Surplex GmbH
- Industry: Used machinery trade
- Founded: 1999
- Headquarters: Düsseldorf, Germany
- Area served: International
- Key people: Michael Werker, Ulrich Stalter
- Website: www.surplex.com

= Surplex =

Düsseldorf-based Surplex GmbH is an industrial auction house specializing in trading in second-hand machinery. The company buys and sells used machinery and industrial equipment worldwide, carries out online auctions and offers appraisals and valuations.

==History==

===Foundation===
Surplex.com AG was founded by the brothers Bruno and Florian Schick at the end of 1999 as a start-up company of the Dotcom-era. International venture capital consortia such as the Carlyle Group or the French Vivendi Group awarded a total of around EUR 50 million. Prominent private investors, such as Lars Schlecker, Lars Windhorst, Marc Schrempp or Fiat president Paolo Fresco also invested in Surplex.

Surplex's B2B platform was named the best platform by Forrester Research in 2001.

===Crisis (2001–2003)===
With the bursting of the Dot-com bubble, Surplex.com AG also fell into a severe crisis. Branches were closed, the company headquarters were moved back from Berlin to Düsseldorf and most of the 140 jobs were cut. In March 2003, the management was taken over by Michael Werker, who had come to Surplex from the traditional mechanical engineering group Deutz.

===Consolidation (2004–2009)===
Between 2004 and 2009, the auction platform surplex.com was steadily developed.
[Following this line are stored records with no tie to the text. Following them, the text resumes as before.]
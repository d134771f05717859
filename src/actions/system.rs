//! System, settings and file-manager actions

use std::collections::BTreeMap;
use std::path::Path;
use std::time::{Duration, Instant};

use super::prelude::*;
use super::transfer::log_file_delete;
use crate::config::setters::{json_text, stored_password};
use crate::config::{DirectoryKey, DirectoryOp, SettingKey};
use crate::media::paths::normpath;
use crate::services::MediaInfo;
use crate::services::auth::hash_password;
use crate::services::message::render_message_html;
use crate::services::subtitle::SubtitleItem;
use crate::services::system::{PathFilter, delete_media_file, find_hardlinks, list_sub_path, unpack_backup};

/// Hosts `net_test` may reach
pub const NET_TEST_TARGETS: &[&str] = &[
    "www.themoviedb.org",
    "api.themoviedb.org",
    "api.tmdb.org",
    "image.tmdb.org",
    "webservice.fanart.tv",
    "api.telegram.org",
    "qyapi.weixin.qq.com",
    "www.opensubtitles.org",
];

/// Hosts reached through the configured proxy
const PROXIED_MARKERS: &[&str] = &["themoviedb", "telegram", "fanart", "tmdb"];

const PROGRESS_PLACEHOLDER: &str = "processing...";

#[derive(Debug, Deserialize)]
pub struct LoggingRequest {
    #[serde(default, deserialize_with = "params::flag")]
    pub refresh_new: bool,
}

/// `update_config` posts a flat map of dotted keys plus an optional `test` flag
#[derive(Debug, Deserialize)]
pub struct UpdateConfigRequest {
    #[serde(flatten)]
    pub values: BTreeMap<String, Value>,
}

#[derive(Debug, Deserialize)]
pub struct UpdateDirectoryRequest {
    #[serde(default)]
    pub oper: String,
    #[serde(default)]
    pub key: String,
    #[serde(default, deserialize_with = "params::opt_string")]
    pub value: Option<String>,
    #[serde(default, deserialize_with = "params::opt_string")]
    pub replace_value: Option<String>,
}

#[derive(Debug, Deserialize)]
pub struct TestConnectionRequest {
    #[serde(default)]
    pub target: String,
}

/// What `test_connection` checks
#[derive(Debug, Clone, PartialEq, Eq)]
pub enum ConnectionTarget {
    Metadata,
    MediaServer,
    Message(String),
}

impl ConnectionTarget {
    pub fn parse(value: &str) -> Option<Self> {
        match value {
            "metadata" => Some(Self::Metadata),
            "mediaserver" => Some(Self::MediaServer),
            other => other
                .strip_prefix("message:")
                .filter(|kind| !kind.is_empty())
                .map(|kind| Self::Message(kind.to_string())),
        }
    }
}

#[derive(Debug, Deserialize)]
pub struct UserManagerRequest {
    #[serde(default)]
    pub oper: String,
    #[serde(default)]
    pub name: String,
    #[serde(default, deserialize_with = "params::opt_string")]
    pub password: Option<String>,
    #[serde(default, deserialize_with = "params::string_list")]
    pub pris: Vec<String>,
}

#[derive(Debug, Deserialize)]
pub struct RefreshMessageRequest {
    #[serde(default, deserialize_with = "params::opt_string")]
    pub lst_time: Option<String>,
}

#[derive(Debug, Deserialize)]
pub struct RefreshProcessRequest {
    #[serde(default, rename = "type")]
    pub kind: String,
}

#[derive(Debug, Deserialize)]
pub struct CacheKeyRequest {
    #[serde(default)]
    pub cache_key: String,
}

#[derive(Debug, Deserialize)]
pub struct ModifyCacheRequest {
    #[serde(default)]
    pub key: String,
    #[serde(default)]
    pub title: String,
}

/// The page sends the bare host; `{target}` is accepted too
#[derive(Debug, Deserialize)]
#[serde(untagged)]
pub enum NetTestRequest {
    Host(String),
    Target { target: String },
}

impl NetTestRequest {
    fn host(&self) -> &str {
        match self {
            NetTestRequest::Host(host) | NetTestRequest::Target { target: host } => host,
        }
    }
}

#[derive(Debug, Deserialize)]
pub struct RestoreBackupRequest {
    #[serde(default, deserialize_with = "params::opt_string")]
    pub file_name: Option<String>,
}

#[derive(Debug, Deserialize)]
pub struct SubPathRequest {
    #[serde(default, deserialize_with = "params::opt_string")]
    pub dir: Option<String>,
    #[serde(default, deserialize_with = "params::opt_string")]
    pub filter: Option<String>,
}

#[derive(Debug, Deserialize)]
pub struct RenameFileRequest {
    #[serde(default)]
    pub path: String,
    #[serde(default)]
    pub name: String,
}

#[derive(Debug, Deserialize)]
pub struct FilesRequest {
    #[serde(default, deserialize_with = "params::string_list")]
    pub files: Vec<String>,
    #[serde(default, deserialize_with = "params::opt_string")]
    pub dir: Option<String>,
}

#[derive(Debug, Deserialize)]
pub struct SubtitleRequest {
    #[serde(default)]
    pub path: String,
    #[serde(default)]
    pub name: String,
}
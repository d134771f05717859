//! Login page wallpaper from the Bing daily image

use std::time::Duration;

use anyhow::{Context, Result};
use parking_lot::RwLock;
use reqwest::Client;
use serde::Deserialize;
use tracing::debug;

const BING_BASE: &str = "https://cn.bing.com";
const BING_ENDPOINT: &str = "https://cn.bing.com/HPImageArchive.aspx?format=js&idx=0&n=1";

#[derive(Debug, Deserialize)]
struct BingResponse {
    #[serde(default)]
    images: Vec<BingImage>,
}

#[derive(Debug, Deserialize)]
struct BingImage {
    url: String,
}

/// Absolute image url from a Bing archive response body
fn parse_bing(body: &str) -> Result<Option<String>> {
    let response: BingResponse = serde_json::from_str(body).context("Invalid Bing response")?;
    Ok(response.images.into_iter().next().map(|img| {
        if img.url.starts_with("http") {
            img.url
        } else {
            format!("{}{}", BING_BASE, img.url)
        }
    }))
}

pub struct WallpaperService {
    client: Client,
    url: RwLock<Option<String>>,
}

impl WallpaperService {
    pub fn new() -> Result<Self> {
        let client = Client::builder()
            .timeout(Duration::from_secs(10))
            .build()
            .context("Failed to create HTTP client")?;
        Ok(Self {
            client,
            url: RwLock::new(None),
        })
    }

    pub fn current(&self) -> Option<String> {
        self.url.read().clone()
    }

    /// Fetch today's image url and keep it
    pub async fn refresh(&self) -> Result<Option<String>> {
        let body = self
            .client
            .get(BING_ENDPOINT)
            .send()
            .await?
            .error_for_status()?
            .text()
            .await?;
        let url = parse_bing(&body)?;
        if let Some(url) = &url {
            debug!(url = %url, "Wallpaper refreshed");
            *self.url.write() = Some(url.clone());
        }
        Ok(url)
    }
}

#[cfg(test)]
mod tests {
    use super::*;

    #[test]
    fn test_parse_bing() {
        let body = r#"{"images":[{"url":"/th?id=OHR.Sample_1920x1080.jpg","title":"x"}]}"#;
        assert_eq!(
            parse_bing(body).unwrap().as_deref(),
            Some("https://cn.bing.com/th?id=OHR.Sample_1920x1080.jpg")
        );
        assert_eq!(parse_bing(r#"{"images":[]}"#).unwrap(), None);
        assert!(parse_bing("not json").is_err());
    }
}
//! Domain services and the seams to external collaborators

pub mod auth;
pub mod filter;
pub mod logging;
pub mod mediaserver;
pub mod message;
pub mod meta_cache;
pub mod metadata;
pub mod progress;
pub mod subtitle;
pub mod sync;
pub mod system;
pub mod transfer;
pub mod wallpaper;
pub mod words;

pub use auth::{AuthenticatedUser, SessionStore};
pub use filter::{FilterCandidate, FilterMatch, RuleFilter};
pub use logging::{LogBuffer, LogBufferLayer};
pub use mediaserver::{MediaServer, MediaSyncService, UnconfiguredMediaServer};
pub use message::{MessageCenter, MessageChannel, MessageService, UnconfiguredChannel};
pub use meta_cache::MetaCache;
pub use metadata::{MediaInfo, MetadataProvider, TmdbInfo, UnconfiguredMetadata};
pub use progress::ProgressRegistry;
pub use subtitle::{SubtitleProvider, UnconfiguredSubtitles};
pub use sync::SyncService;
pub use transfer::{FileTransfer, LocalFileTransfer, TransferOutcome, TransferRequest};
pub use wallpaper::WallpaperService;
pub use words::{WordsEngine, WordsOutcome};
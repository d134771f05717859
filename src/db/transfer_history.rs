//! Transfer history repository
//!
//! One row per completed file transfer. Source and destination are stored as
//! separate directory and file-name columns.

use anyhow::Result;
use serde::{Deserialize, Serialize};
use sqlx::SqlitePool;
use tracing::debug;

use super::sqlite_helpers::{int, now_timestamp, text, timestamp_days_ago};
use crate::media::paths::{normpath, split_path};
use crate::media::{MediaType, RmtMode};

/// A completed transfer
#[derive(Debug, Clone, Serialize, Deserialize)]
pub struct TransferHistoryRecord {
    pub id: i64,
    pub mode: String,
    pub media_type: String,
    pub category: String,
    pub tmdbid: Option<i64>,
    pub title: String,
    pub year: String,
    pub season_episode: String,
    pub source: String,
    pub source_path: String,
    pub source_filename: String,
    pub dest: String,
    pub dest_path: String,
    pub dest_filename: String,
    pub date: String,
}

impl sqlx::FromRow<'_, sqlx::sqlite::SqliteRow> for TransferHistoryRecord {
    fn from_row(row: &sqlx::sqlite::SqliteRow) -> sqlx::Result<Self> {
        use sqlx::Row;

        Ok(Self {
            id: row.try_get("ID")?,
            mode: text(row, "MODE")?,
            media_type: text(row, "TYPE")?,
            category: text(row, "CATEGORY")?,
            tmdbid: row.try_get("TMDBID")?,
            title: text(row, "TITLE")?,
            year: text(row, "YEAR")?,
            season_episode: text(row, "SEASON_EPISODE")?,
            source: text(row, "SOURCE")?,
            source_path: text(row, "SOURCE_PATH")?,
            source_filename: text(row, "SOURCE_FILENAME")?,
            dest: text(row, "DEST")?,
            dest_path: text(row, "DEST_PATH")?,
            dest_filename: text(row, "DEST_FILENAME")?,
            date: text(row, "DATE")?,
        })
    }
}

impl TransferHistoryRecord {
    /// Full source path
    pub fn source_full_path(&self) -> String {
        crate::media::paths::join(&self.source_path, &self.source_filename)
    }
}

/// Input for recording a transfer
#[derive(Debug, Clone)]
pub struct CreateTransferHistory {
    pub mode: RmtMode,
    /// Where the file came from (sync directory, manual, download client)
    pub source: String,
    pub in_path: String,
    /// Library root the file was placed under
    pub dest: String,
    pub out_path: String,
    pub media_type: MediaType,
    pub category: Option<String>,
    pub tmdbid: Option<i64>,
    pub title: String,
    pub year: Option<String>,
    pub season_episode: Option<String>,
}

/// Per-day transfer count
#[derive(Debug, Clone, PartialEq, Serialize)]
pub struct TransferDayCount {
    pub media_type: String,
    pub day: String,
    pub count: i64,
}

const SELECT_COLUMNS: &str = "SELECT ID, MODE, TYPE, CATEGORY, TMDBID, TITLE, YEAR, SEASON_EPISODE, SOURCE, SOURCE_PATH, SOURCE_FILENAME, DEST, DEST_PATH, DEST_FILENAME, DATE FROM TRANSFER_HISTORY";

pub struct TransferHistoryRepository {
    pool: SqlitePool,
}

impl TransferHistoryRepository {
    pub fn new(pool: SqlitePool) -> Self {
        Self { pool }
    }

    /// Record a transfer. Returns false when nothing was written.
    pub async fn insert(&self, record: CreateTransferHistory) -> Result<bool> {
        if record.title.is_empty() || record.in_path.is_empty() {
            return Ok(false);
        }
        let (source_path, source_filename) = split_path(&normpath(&record.in_path));
        let (dest_path, dest_filename) = if record.out_path.is_empty() {
            (String::new(), String::new())
        } else {
            split_path(&normpath(&record.out_path))
        };

        if self
            .exists(&source_path, &source_filename, &dest_path, &dest_filename)
            .await?
        {
            debug!(path = %record.in_path, "Transfer history already recorded");
            return Ok(false);
        }

        sqlx::query(
            r#"
            INSERT INTO TRANSFER_HISTORY
                (MODE, TYPE, CATEGORY, TMDBID, TITLE, YEAR, SEASON_EPISODE, SOURCE,
                 SOURCE_PATH, SOURCE_FILENAME, DEST, DEST_PATH, DEST_FILENAME, DATE)
            VALUES (?, ?, ?, ?, ?, ?, ?, ?, ?, ?, ?, ?, ?, ?)
            "#,
        )
        .bind(record.mode.key())
        .bind(record.media_type.as_str())
        .bind(&record.category)
        .bind(record.tmdbid)
        .bind(&record.title)
        .bind(&record.year)
        .bind(&record.season_episode)
        .bind(&record.source)
        .bind(&source_path)
        .bind(&source_filename)
        .bind(&record.dest)
        .bind(&dest_path)
        .bind(&dest_filename)
        .bind(now_timestamp())
        .execute(&self.pool)
        .await?;

        Ok(true)
    }

    /// Whether an identical transfer has been recorded. False when any part is empty.
    pub async fn exists(
        &self,
        source_path: &str,
        source_filename: &str,
        dest_path: &str,
        dest_filename: &str,
    ) -> Result<bool> {
        if source_path.is_empty()
            || source_filename.is_empty()
            || dest_path.is_empty()
            || dest_filename.is_empty()
        {
            return Ok(false);
        }
        let (count,): (i64,) = sqlx::query_as(
            r#"
            SELECT COUNT(ID) FROM TRANSFER_HISTORY
            WHERE SOURCE_PATH = ? AND SOURCE_FILENAME = ? AND DEST_PATH = ? AND DEST_FILENAME = ?
            "#,
        )
        .bind(source_path)
        .bind(source_filename)
        .bind(dest_path)
        .bind(dest_filename)
        .fetch_one(&self.pool)
        .await?;
        Ok(count > 0)
    }

    /// Whether any transfer was recorded for this source file
    pub async fn exists_by_source_full_path(&self, path: &str) -> Result<bool> {
        if path.is_empty() {
            return Ok(false);
        }
        let (dir, name) = split_path(&normpath(path));
        let (count,): (i64,) = sqlx::query_as(
            "SELECT COUNT(ID) FROM TRANSFER_HISTORY WHERE SOURCE_PATH = ? AND SOURCE_FILENAME = ?",
        )
        .bind(&dir)
        .bind(&name)
        .fetch_one(&self.pool)
        .await?;
        Ok(count > 0)
    }

    /// Page through history, newest first. Returns (total, rows).
    pub async fn list(
        &self,
        search: Option<&str>,
        page: i64,
        rownum: i64,
    ) -> Result<(i64, Vec<TransferHistoryRecord>)> {
        let page = page.max(1);
        let rownum = rownum.max(1);
        // Page numbers come straight from the request
        let offset = (page - 1).saturating_mul(rownum);

        match search.filter(|s| !s.is_empty()) {
            Some(search) => {
                let pattern = format!("%{}%", search);
                let (total,): (i64,) = sqlx::query_as(
                    "SELECT COUNT(ID) FROM TRANSFER_HISTORY WHERE SOURCE_FILENAME LIKE ? OR TITLE LIKE ?",
                )
                .bind(&pattern)
                .bind(&pattern)
                .fetch_one(&self.pool)
                .await?;
                let rows = sqlx::query_as::<_, TransferHistoryRecord>(&format!(
                    "{} WHERE SOURCE_FILENAME LIKE ? OR TITLE LIKE ? ORDER BY DATE DESC LIMIT ? OFFSET ?",
                    SELECT_COLUMNS
                ))
                .bind(&pattern)
                .bind(&pattern)
                .bind(rownum)
                .bind(offset)
                .fetch_all(&self.pool)
                .await?;
                Ok((total, rows))
            }
            None => {
                let (total,): (i64,) = sqlx::query_as("SELECT COUNT(ID) FROM TRANSFER_HISTORY")
                    .fetch_one(&self.pool)
                    .await?;
                let rows = sqlx::query_as::<_, TransferHistoryRecord>(&format!(
                    "{} ORDER BY DATE DESC LIMIT ? OFFSET ?",
                    SELECT_COLUMNS
                ))
                .bind(rownum)
                .bind(offset)
                .fetch_all(&self.pool)
                .await?;
                Ok((total, rows))
            }
        }
    }

    /// Get one record by id
    pub async fn get(&self, id: i64) -> Result<Option<TransferHistoryRecord>> {
        let record = sqlx::query_as::<_, TransferHistoryRecord>(&format!(
            "{} WHERE ID = ?",
            SELECT_COLUMNS
        ))
        .bind(id)
        .fetch_optional(&self.pool)
        .await?;
        Ok(record)
    }

    /// Delete one record
    pub async fn delete(&self, id: i64) -> Result<bool> {
        let result = sqlx::query("DELETE FROM TRANSFER_HISTORY WHERE ID = ?")
            .bind(id)
            .execute(&self.pool)
            .await?;
        Ok(result.rows_affected() > 0)
    }

    /// Transfers per (type, day) over the last `days` days
    pub async fn statistics(&self, days: i64) -> Result<Vec<TransferDayCount>> {
        let since = timestamp_days_ago(days);
        let rows = sqlx::query(
            r#"
            SELECT TYPE, SUBSTR(DATE, 1, 10) AS DAY, COUNT(ID) AS CNT
            FROM TRANSFER_HISTORY
            WHERE DATE > ?
            GROUP BY TYPE, SUBSTR(DATE, 1, 10)
            ORDER BY DAY
            "#,
        )
        .bind(&since)
        .fetch_all(&self.pool)
        .await?;

        rows.iter()
            .map(|row| {
                Ok(TransferDayCount {
                    media_type: text(row, "TYPE")?,
                    day: text(row, "DAY")?,
                    count: int(row, "CNT")?,
                })
            })
            .collect::<sqlx::Result<Vec<_>>>()
            .map_err(Into::into)
    }
}

#[cfg(test)]
mod tests {
    use super::*;
    use crate::db::Database;

    fn record(in_path: &str, out_path: &str) -> CreateTransferHistory {
        CreateTransferHistory {
            mode: RmtMode::Link,
            source: "/downloads".to_string(),
            in_path: in_path.to_string(),
            dest: "/library/tv".to_string(),
            out_path: out_path.to_string(),
            media_type: MediaType::Tv,
            category: None,
            tmdbid: Some(1234),
            title: "Chicago Fire".to_string(),
            year: Some("2012".to_string()),
            season_episode: Some("S14E08".to_string()),
        }
    }

    #[tokio::test]
    async fn test_insert_dedupes_and_lists() {
        let db = Database::connect_in_memory().await.unwrap();
        let repo = db.transfer_history();

        let r = record(
            "/downloads//Chicago.Fire.S14E08.mkv",
            "/library/tv/Chicago Fire (2012)/Season 14/Chicago Fire - S14E08.mkv",
        );
        assert!(repo.insert(r.clone()).await.unwrap());
        assert!(!repo.insert(r).await.unwrap());

        let (total, rows) = repo.list(None, 1, 30).await.unwrap();
        assert_eq!(total, 1);
        assert_eq!(rows[0].source_path, "/downloads");
        assert_eq!(rows[0].source_filename, "Chicago.Fire.S14E08.mkv");
        assert_eq!(rows[0].mode, "link");

        let (total, _) = repo.list(Some("Chicago"), 1, 30).await.unwrap();
        assert_eq!(total, 1);
        let (total, _) = repo.list(Some("Nothing"), 1, 30).await.unwrap();
        assert_eq!(total, 0);

        assert!(
            repo.exists_by_source_full_path("/downloads/Chicago.Fire.S14E08.mkv")
                .await
                .unwrap()
        );
    }

    #[tokio::test]
    async fn test_huge_page_is_empty() {
        let db = Database::connect_in_memory().await.unwrap();
        let repo = db.transfer_history();
        repo.insert(record("/downloads/a.mkv", "/library/a.mkv")).await.unwrap();

        let (total, rows) = repo.list(None, i64::MAX / 2, 30).await.unwrap();
        assert_eq!(total, 1);
        assert!(rows.is_empty());
        let (_, rows) = repo.list(Some("Chicago"), i64::MAX, i64::MAX).await.unwrap();
        assert!(rows.is_empty());
    }

    #[tokio::test]
    async fn test_insert_without_identity_is_noop() {
        let db = Database::connect_in_memory().await.unwrap();
        let repo = db.transfer_history();
        let mut r = record("/downloads/a.mkv", "/library/a.mkv");
        r.title = String::new();
        assert!(!repo.insert(r).await.unwrap());
        assert!(!repo.exists("", "a.mkv", "/library", "a.mkv").await.unwrap());
    }

    #[tokio::test]
    async fn test_statistics_groups_by_day() {
        let db = Database::connect_in_memory().await.unwrap();
        let repo = db.transfer_history();
        repo.insert(record("/downloads/a.mkv", "/library/a.mkv")).await.unwrap();
        repo.insert(record("/downloads/b.mkv", "/library/b.mkv")).await.unwrap();

        let stats = repo.statistics(30).await.unwrap();
        assert_eq!(stats.len(), 1);
        assert_eq!(stats[0].media_type, "tv");
        assert_eq!(stats[0].count, 2);
    }
}
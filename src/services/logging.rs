//! In-memory log ring for the `logging` action
//!
//! [`LogBufferLayer`] is added to the subscriber in main next to the JSON fmt
//! layer. It formats each event into one line and pushes it into a shared
//! [`LogBuffer`]. The buffer remembers how many lines arrived since the last
//! incremental read so the web page can poll for new lines only.

use std::collections::{BTreeMap, VecDeque};
use std::sync::Arc;

use chrono::Local;
use parking_lot::Mutex;
use tracing::field::{Field, Visit};
use tracing::{Event, Level, Subscriber};
use tracing_subscriber::Layer;
use tracing_subscriber::layer::Context;

struct Inner {
    lines: VecDeque<String>,
    /// Lines pushed since the last `refresh_new` read
    unread: usize,
}

/// Bounded ring of formatted log lines
#[derive(Clone)]
pub struct LogBuffer {
    capacity: usize,
    inner: Arc<Mutex<Inner>>,
}

impl LogBuffer {
    pub fn new(capacity: usize) -> Self {
        let capacity = capacity.max(1);
        Self {
            capacity,
            inner: Arc::new(Mutex::new(Inner {
                lines: VecDeque::with_capacity(capacity),
                unread: 0,
            })),
        }
    }

    pub fn push(&self, line: String) {
        let mut inner = self.inner.lock();
        if inner.lines.len() == self.capacity {
            inner.lines.pop_front();
        }
        inner.lines.push_back(line);
        inner.unread = (inner.unread + 1).min(self.capacity);
    }

    /// Every buffered line, or only the unread ones when `refresh_new` is set.
    /// An incremental read resets the unread counter.
    pub fn lines(&self, refresh_new: bool) -> Vec<String> {
        let mut inner = self.inner.lock();
        if !refresh_new {
            return inner.lines.iter().cloned().collect();
        }
        let skip = inner.lines.len() - inner.unread;
        let lines = inner.lines.iter().skip(skip).cloned().collect();
        inner.unread = 0;
        lines
    }

    pub fn layer(&self) -> LogBufferLayer {
        LogBufferLayer {
            buffer: self.clone(),
            min_level: Level::INFO,
        }
    }
}

/// Tracing layer feeding a [`LogBuffer`]
pub struct LogBufferLayer {
    buffer: LogBuffer,
    min_level: Level,
}

#[derive(Default)]
struct FieldVisitor {
    fields: BTreeMap<String, String>,
    message: Option<String>,
}

impl FieldVisitor {
    fn record(&mut self, field: &Field, value: String) {
        if field.name() == "message" {
            self.message = Some(value);
        } else {
            self.fields.insert(field.name().to_string(), value);
        }
    }
}

impl Visit for FieldVisitor {
    fn record_debug(&mut self, field: &Field, value: &dyn std::fmt::Debug) {
        self.record(field, format!("{:?}", value));
    }

    fn record_str(&mut self, field: &Field, value: &str) {
        self.record(field, value.to_string());
    }

    fn record_i64(&mut self, field: &Field, value: i64) {
        self.record(field, value.to_string());
    }

    fn record_u64(&mut self, field: &Field, value: u64) {
        self.record(field, value.to_string());
    }

    fn record_bool(&mut self, field: &Field, value: bool) {
        self.record(field, value.to_string());
    }

    fn record_f64(&mut self, field: &Field, value: f64) {
        self.record(field, value.to_string());
    }
}

impl<S> Layer<S> for LogBufferLayer
where
    S: Subscriber + for<'a> tracing_subscriber::registry::LookupSpan<'a>,
{
    fn on_event(&self, event: &Event<'_>, _ctx: Context<'_, S>) {
        let level = *event.metadata().level();
        if level > self.min_level {
            return;
        }

        let mut visitor = FieldVisitor::default();
        event.record(&mut visitor);

        let mut line = format!(
            "{} {} - {}",
            Local::now().format("%Y-%m-%d %H:%M:%S"),
            level.as_str(),
            visitor.message.unwrap_or_default()
        );
        for (key, value) in &visitor.fields {
            line.push_str(&format!(" {}={}", key, value));
        }
        self.buffer.push(line);
    }
}

#[cfg(test)]
mod tests {
    use super::*;
    use pretty_assertions::assert_eq;
    use tracing_subscriber::layer::SubscriberExt;

    #[test]
    fn test_ring_drops_oldest() {
        let buffer = LogBuffer::new(2);
        buffer.push("a".into());
        buffer.push("b".into());
        buffer.push("c".into());
        assert_eq!(buffer.lines(false), vec!["b", "c"]);
    }

    #[test]
    fn test_refresh_new_returns_only_unread() {
        let buffer = LogBuffer::new(10);
        buffer.push("one".into());
        buffer.push("two".into());
        assert_eq!(buffer.lines(true), vec!["one", "two"]);
        assert!(buffer.lines(true).is_empty());
        buffer.push("three".into());
        assert_eq!(buffer.lines(true), vec!["three"]);
        assert_eq!(buffer.lines(false).len(), 3);
    }

    #[test]
    fn test_layer_formats_events() {
        let buffer = LogBuffer::new(10);
        let subscriber = tracing_subscriber::registry().with(buffer.layer());
        tracing::subscriber::with_default(subscriber, || {
            tracing::info!(path = "/downloads/a.mkv", "Transfer finished");
            tracing::debug!("hidden");
        });
        let lines = buffer.lines(false);
        assert_eq!(lines.len(), 1);
        assert!(lines[0].contains("INFO - Transfer finished path=/downloads/a.mkv"));
    }
}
Since then Surplex has conducted large industrial auctions, e.g. for Linde, ABB, ThyssenKrupp and Bayer.

===Internationalisation (since 2010)===
Today, Surplex has offices in 13 European countries (as of November 2020), including Spain, France and the UK. In 2020, the auction platform became the centre of business in 16 languages. Every year, more than 55,000 industrial assets are auctioned off in over 500 auctions. These assets usually originate from company closures, restructurings or insolvencies.

Since summer 2020, Ghislaine Duijmelings has been leading the company as its third managing director, alongside Michael Werker and Ulrich Stalter. In August 2024, Surplex was acquired by TBAuctions, a European multi-brand group (Troostwijk Auctions, Klaravik, Surplex, Auksjonen, PS Auctions, British Medical Auctions, Vavato and Auktionshuset dab) and digital B2B auction platform.

==Products/Services==
The company's industrial goods usually come from plant closures, restructurings or insolvencies. Surplex offers direct sales as well as all offline services needed to trade used machinery globally.
These include dismantling, loading and customs clearance. Under the brand name Valuplex, Surplex provides appraisals and valuations.